いったい何が間違いないのだろう。それはさて置き、今は夜中ではない。紅玉ちゃんは相当混乱しているようだ。


「そ、その顔!お、覚えておきますからね!」


そういって紅玉ちゃんは走り去っていった。なんだかめんどくさいことになってしまったかもしれない。それにしても紅玉ちゃんはいったいこんなところで何をしていたのだろう。私は頭の隅に、ある一つの言葉を思い浮かべていたのだが、それは紅玉ちゃんに失礼なので消し去ったのだった。









その夜、また私は夢を見た。


「はあい!久しぶりね亜子!」


シェーラさんはこの前の続きを聞きにきたの!と言って微笑んだ。


「あ、はい!お願いがあります!」
「何かしら?」
「私に魔法や剣術を教えて下さい!」


シェーラさんは一拍後、目を見開いた。


「いいけれど……剣術ならシャルルカンに教えてもらえばいいじゃない」
「それは無理です。私は昼間は仕事がありますので……」
「嫌だわ……なんて真面目なの……この子本当に"私"なのかしら」


シェーラさんはため息を一つ吐くと、苦笑した。


「でも強情なところは私と一緒ね。いいけれどその代わり、常にレム睡眠なわけだから寝た気がしなくなるわよ?」
「構いません!」


こうして、私は夜になると夢の中で彼女と修行をするようになった。彼女の魔法は主に風を操るものだった。
幸い、タイミングがいいのか悪いのかは知らないが、シンドバッドさんがついにジャーファルさんに夜な夜な飲みに行っていたことがバレたらしく、それに加えて紅玉ちゃんとの一件のこともあったので暫くの間禁酒を食らっていた。そのため、私が夜にシンドバッドさんたちに連れ出されるということはなくなった。
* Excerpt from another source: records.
//! Tail 服务集成测试

use std::fs;
use std::io::Write;
use std::path::{Path, PathBuf};
use std::sync::atomic::{AtomicBool, Ordering};
use std::sync::Arc;
use std::time::Duration;

use reallog::{Error, LogPathSource, TailEvent, TailService, TruncateReason};
use tempfile::TempDir;
use tokio::sync::mpsc::{self, UnboundedReceiver};
use tokio::time::{sleep, timeout};

const INTERVAL: Duration = Duration::from_millis(50);

/// 创建临时日志文件
fn setup_file(initial: &str) -> (TempDir, PathBuf) {
    let tmp = TempDir::new().unwrap();
    let path = tmp.path().join("app.log");
    fs::write(&path, initial).unwrap();
    (tmp, path)
}

fn append(path: &Path, data: &str) {
    let mut f = fs::OpenOptions::new().append(true).open(path).unwrap();
    f.write_all(data.as_bytes()).unwrap();
}

fn service_for(path: &Path) -> (TailService, UnboundedReceiver<TailEvent>) {
    let (tx, rx) = mpsc::unbounded_channel();
    let service = TailService::new(
        LogPathSource::Fixed(path.to_path_buf()),
        INTERVAL,
        Arc::new(tx),
    );
    (service, rx)
}

async fn next_event(rx: &mut UnboundedReceiver<TailEvent>) -> TailEvent {
    timeout(Duration::from_secs(5), rx.recv())
        .await
        .expect("timed out waiting for tail event")
        .expect("event channel closed")
}

/// 跳过截断事件，返回下一段内容
async fn next_content(rx: &mut UnboundedReceiver<TailEvent>) -> String {
    loop {
        match next_event(rx).await {
            TailEvent::ContentAppended { content } => return content,
            TailEvent::Truncated(_) => continue,
            TailEvent::TailError { message } => panic!("unexpected error: {}", message),
        }
    }
}

/// 一段时间内没有任何事件
async fn assert_quiet(rx: &mut UnboundedReceiver<TailEvent>) {
    sleep(INTERVAL * 6).await;
    assert!(rx.try_recv().is_err(), "unexpected tail event");
}

// ==================== 生命周期 ====================

mod lifecycle_tests {
    use super::*;

    #[tokio::test]
    async fn test_start_returns_absolute_path() {
        let (_tmp, path) = setup_file("");
        let (service, _rx) = service_for(&path);

        let resolved = service.start().unwrap();

        assert_eq!(resolved, fs::canonicalize(&path).unwrap());
        assert!(service.is_running());
        assert_eq!(service.current_path(), resolved);
        assert_eq!(service.display_name(), "app.log");
    }

    #[tokio::test]
    async fn test_start_missing_file_fails_with_one_error_event() {
        let tmp = TempDir::new().unwrap();
        let path = tmp.path().join("missing.log");
        let (service, mut rx) = service_for(&path);

        let result = service.start();

        assert!(matches!(result, Err(Error::FileNotFound(_))));
        assert!(!service.is_running());
        match next_event(&mut rx).await {
            TailEvent::TailError { message } => {
                // 只暴露文件名，不暴露本地目录
                assert_eq!(message, "错误: 日志文件不存在 (missing.log)\n");
                assert!(!message.contains(&tmp.path().display().to_string()));
            }
            other => panic!("expected TailError, got {:?}", other),
        }
        assert_quiet(&mut rx).await;
    }

    #[tokio::test]
    async fn test_stop_silences_triggers() {
        let (_tmp, path) = setup_file("");
        let (service, mut rx) = service_for(&path);
        service.start().unwrap();

        assert!(service.stop());
        assert!(!service.stop());
        assert!(!service.is_running());
        assert_eq!(service.offset(), None);

        append(&path, "after stop\n");
        assert_quiet(&mut rx).await;
    }

    #[tokio::test(flavor = "multi_thread", worker_threads = 4)]
    async fn test_nothing_written_after_stop_is_delivered() {
        let (_tmp, path) = setup_file("");
        let (service, mut rx) = service_for(&path);

        let writing = Arc::new(AtomicBool::new(true));
        let writer = {
            let path = path.clone();
            let writing = writing.clone();
            std::thread::spawn(move || {
                let mut i = 0u64;
                while writing.load(Ordering::Relaxed) {
                    append(&path, &format!("line {}\n", i));
                    i += 1;
                    std::thread::sleep(Duration::from_micros(200));
                }
            })
        };

        for round in 0..20 {
            service.restart().unwrap();
            for _ in 0..20 {
                service.trigger();
                sleep(Duration::from_millis(1)).await;
            }

            service.stop();
            let content_at_stop = fs::read_to_string(&path).unwrap();

            // 等待 stop 之前已完成的 check 投递事件
            sleep(INTERVAL * 2).await;
            let mut received = String::new();
            while let Ok(event) = rx.try_recv() {
                match event {
                    TailEvent::ContentAppended { content } => received.push_str(&content),
                    other => panic!("unexpected event: {:?}", other),
                }
            }

            assert!(
                content_at_stop.contains(&received),
                "round {} delivered content written after stop",
                round
            );
        }

        writing.store(false, Ordering::Relaxed);
        writer.join().unwrap();
    }

    #[tokio::test]
    async fn test_restart_starts_from_current_size() {
        let (_tmp, path) = setup_file("");
        let (service, mut rx) = service_for(&path);
        service.start().unwrap();

        append(&path, "a\n");
        assert_eq!(next_content(&mut rx).await, "a\n");

        service.stop();
        append(&path, "b\n");

        service.restart().unwrap();
        assert_eq!(service.offset(), Some(4));
        // 重启前写入的内容不回放
        assert_quiet(&mut rx).await;

        append(&path, "c\n");
        assert_eq!(next_content(&mut rx).await, "c\n");
    }

    #[tokio::test]
    async fn test_restart_re_resolves_configured_path() {
        let tmp = TempDir::new().unwrap();
        let first = tmp.path().join("first.log");
        let second = tmp.path().join("second.log");
        fs::write(&first, "").unwrap();
        fs::write(&second, "").unwrap();

        let var = "REALLOG_TAIL_TEST_RESTART_PATH";
        std::env::set_var(var, &first);

        let (tx, mut rx) = mpsc::unbounded_channel();
        let service = TailService::new(
            LogPathSource::Env {
                var: var.to_string(),
                default: PathBuf::from("unused.log"),
            },
            INTERVAL,
            Arc::new(tx),
        );

        service.start().unwrap();
        assert_eq!(service.display_name(), "first.log");

        std::env::set_var(var, &second);
        let resolved = service.restart().unwrap();
        std::env::remove_var(var);

        assert_eq!(resolved, fs::canonicalize(&second).unwrap());
        assert_eq!(service.display_name(), "second.log");

        append(&first, "old file\n");
        append(&second, "new file\n");
        assert_eq!(next_content(&mut rx).await, "new file\n");
    }
}

// ==================== 增量读取 ====================

mod delivery_tests {
    use super::*;

    #[tokio::test]
    async fn test_append_is_delivered_once() {
        let (_tmp, path) = setup_file("");
        let (service, mut rx) = service_for(&path);
        service.start().unwrap();

        append(&path, "hello\n");

        assert_eq!(next_content(&mut rx).await, "hello\n");
        assert_quiet(&mut rx).await;
        assert_eq!(service.offset(), Some(6));
    }

    #[tokio::test]
    async fn test_existing_content_is_not_replayed() {
        let (_tmp, path) = setup_file("line before start\n");
        let (service, mut rx) = service_for(&path);
        service.start().unwrap();

        assert_quiet(&mut rx).await;
        assert_eq!(service.offset(), Some(18));

        append(&path, "new\n");
        assert_eq!(next_content(&mut rx).await, "new\n");
    }

    #[tokio::test]
    async fn test_truncation_resets_and_rereads() {
        let (_tmp, path) = setup_file("");
        let (service, mut rx) = service_for(&path);
        service.start().unwrap();

        append(&path, "hello\nworld\n");
        assert_eq!(next_content(&mut rx).await, "hello\nworld\n");

        fs::write(&path, "abc\n").unwrap();

        match next_event(&mut rx).await {
            TailEvent::Truncated(t) => {
                assert_eq!(t.previous_offset, 12);
                assert_eq!(t.reason, TruncateReason::Shrunk);
            }
            other => panic!("expected Truncated, got {:?}", other),
        }
        assert_eq!(next_content(&mut rx).await, "abc\n");
        assert_eq!(service.offset(), Some(4));
    }

    #[tokio::test]
    async fn test_coalesced_triggers_never_overlap() {
        let (_tmp, path) = setup_file("");
        let (service, mut rx) = service_for(&path);
        service.start().unwrap();

        let mut expected = String::new();
        for i in 0..200 {
            let line = format!("line {}\n", i);
            append(&path, &line);
            expected.push_str(&line);
            // 额外的触发与定时器 / 文件监听竞争
            service.trigger();
            service.trigger();
        }

        let mut received = String::new();
        while received.len() < expected.len() {
            received.push_str(&next_content(&mut rx).await);
        }

        assert_eq!(received, expected);
        assert_quiet(&mut rx).await;
        assert_eq!(service.offset(), Some(expected.len() as u64));
    }

    #[tokio::test]
    async fn test_removed_file_reports_error_and_keeps_offset() {
        let (_tmp, path) = setup_file("");
        let (service, mut rx) = service_for(&path);
        service.start().unwrap();

        append(&path, "hello\n");
        assert_eq!(next_content(&mut rx).await, "hello\n");

        fs::remove_file(&path).unwrap();

        match next_event(&mut rx).await {
            TailEvent::TailError { message } => {
                assert!(message.starts_with("错误: 读取日志文件失败"));
            }
            other => panic!("expected TailError, got {:?}", other),
        }
        assert_eq!(service.offset(), Some(6));
        assert!(service.is_running());
    }
}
そんなある日、私はシンドバッドさんにこんなことを言われた。


「どうだい亜子、そろそろこの世界に慣れてきたことだし、魔法やあるいは剣術を習ってみてはどうだい?」


正直、最初はシンドバッドさんが何を言っているのかわからなかった。だって、戦闘能力がなくても王宮にいられると私に教えてくれたのは、シンドバッドさんだったから。けれどうすうす感づいてもいた。シンドバッドさんがこれから先本当に求めていくものは「世界の異変」に立ち向かうための力だってこと。私が王宮を出て行こうとしたときの言葉は、ただ私を引き留めておくための口実であったことも。


「いえ、遠慮しておきます」
「……どうしてだい?」
「どうしてもです。では、失礼します」


なぜか、私は悲しい気持ちに捕らわれて、いつの間にかその話を断わっていた。シンドバッドさんの視線を背中に感じながら、私は仕事へと戻って行った。













「……誰が『強くなりたいと願っている』ですって?」


その場にいたジャーファルはシンドバッドに向かって問うた。


「うむ、おかしいな……」
「……はあ」


首を傾げる主君に、ジャーファルは盛大なため息をついたのであった。